* **PROBLEM**: Filter this data down to the lines that hold "reshape", and copy them.

* **ENTRIES SUPPLIED**:
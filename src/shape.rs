//! Shape resolution for input and output entries
//!
//! An entry's shape comes from `reshape.shape` when a `reshape` object is
//! present, otherwise from the entry's own `dims`. The two are never merged.

use crate::error::{json_type_name, ConfigError, Result};
use serde_json::{Map, Value};

/// Dimension value meaning "size known only at request time"
pub const DYNAMIC_DIM: i64 = -1;

/// Resolves the dimension list of a single configuration entry
#[derive(Debug, Clone, Copy)]
pub struct ShapeResolver {
    allow_string_dims: bool,
}

impl Default for ShapeResolver {
    fn default() -> Self {
        Self {
            allow_string_dims: true,
        }
    }
}

impl ShapeResolver {
    #[must_use]
    pub fn new(allow_string_dims: bool) -> Self {
        Self { allow_string_dims }
    }

    /// Resolve the shape of `entry`, whose location is `entry_location`
    /// (e.g. `input[0]`)
    ///
    /// # Errors
    /// - `ConfigError::Schema` if `reshape` is not an object, `reshape.shape`
    ///   is missing, or neither `reshape` nor `dims` is present
    /// - `ConfigError::ShapeParse` for malformed dimension values
    pub fn resolve(&self, entry: &Map<String, Value>, entry_location: &str) -> Result<Vec<i64>> {
        if let Some(reshape) = entry.get("reshape") {
            let location = format!("{entry_location}.reshape");
            let reshape = reshape
                .as_object()
                .ok_or_else(|| ConfigError::wrong_type(&location, "object", reshape))?;
            let shape_location = format!("{location}.shape");
            let shape = reshape
                .get("shape")
                .ok_or_else(|| ConfigError::missing_field(&shape_location))?;
            return self.parse_dims(shape, &shape_location);
        }

        let dims_location = format!("{entry_location}.dims");
        let dims = entry
            .get("dims")
            .ok_or_else(|| ConfigError::missing_field(&dims_location))?;
        self.parse_dims(dims, &dims_location)
    }

    /// Parse a JSON array of dimension sizes
    ///
    /// Each element must be an integer that is either [`DYNAMIC_DIM`] or
    /// non-negative. When string dimensions are allowed, decimal strings are
    /// accepted too.
    ///
    /// # Errors
    /// - `ConfigError::Schema` if `value` is not an array
    /// - `ConfigError::ShapeParse` naming the first bad element
    pub fn parse_dims(&self, value: &Value, location: &str) -> Result<Vec<i64>> {
        let array = value
            .as_array()
            .ok_or_else(|| ConfigError::wrong_type(location, "array", value))?;

        array
            .iter()
            .enumerate()
            .map(|(index, element)| self.parse_dim(element, &format!("{location}[{index}]")))
            .collect()
    }

    fn parse_dim(&self, element: &Value, location: &str) -> Result<i64> {
        let dim = match element {
            Value::Number(number) => number.as_i64().ok_or_else(|| {
                ConfigError::shape_parse(
                    location,
                    format!("expected a 64-bit integer, found {number}"),
                )
            })?,
            Value::String(text) if self.allow_string_dims => {
                text.trim().parse::<i64>().map_err(|_| {
                    ConfigError::shape_parse(
                        location,
                        format!("expected an integer string, found '{text}'"),
                    )
                })?
            },
            other => {
                return Err(ConfigError::shape_parse(
                    location,
                    format!("expected an integer, found {}", json_type_name(other)),
                ))
            },
        };

        if dim < DYNAMIC_DIM {
            return Err(ConfigError::shape_parse(
                location,
                format!("dimension {dim} is invalid, use -1 for a dynamic dimension"),
            ));
        }

        Ok(dim)
    }
}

* **THE COMPLETED TASK**:
//! An entry's shape comes from `reshape.shape` when a `reshape` object is
    /// - `ConfigError::Schema` if `reshape` is not an object, `reshape.shape`
    ///   is missing, or neither `reshape` nor `dims` is present
        if let Some(reshape) = entry.get("reshape") {
            let location = format!("{entry_location}.reshape");
            let reshape = reshape
                .ok_or_else(|| ConfigError::wrong_type(&location, "object", reshape))?;
            let shape = reshape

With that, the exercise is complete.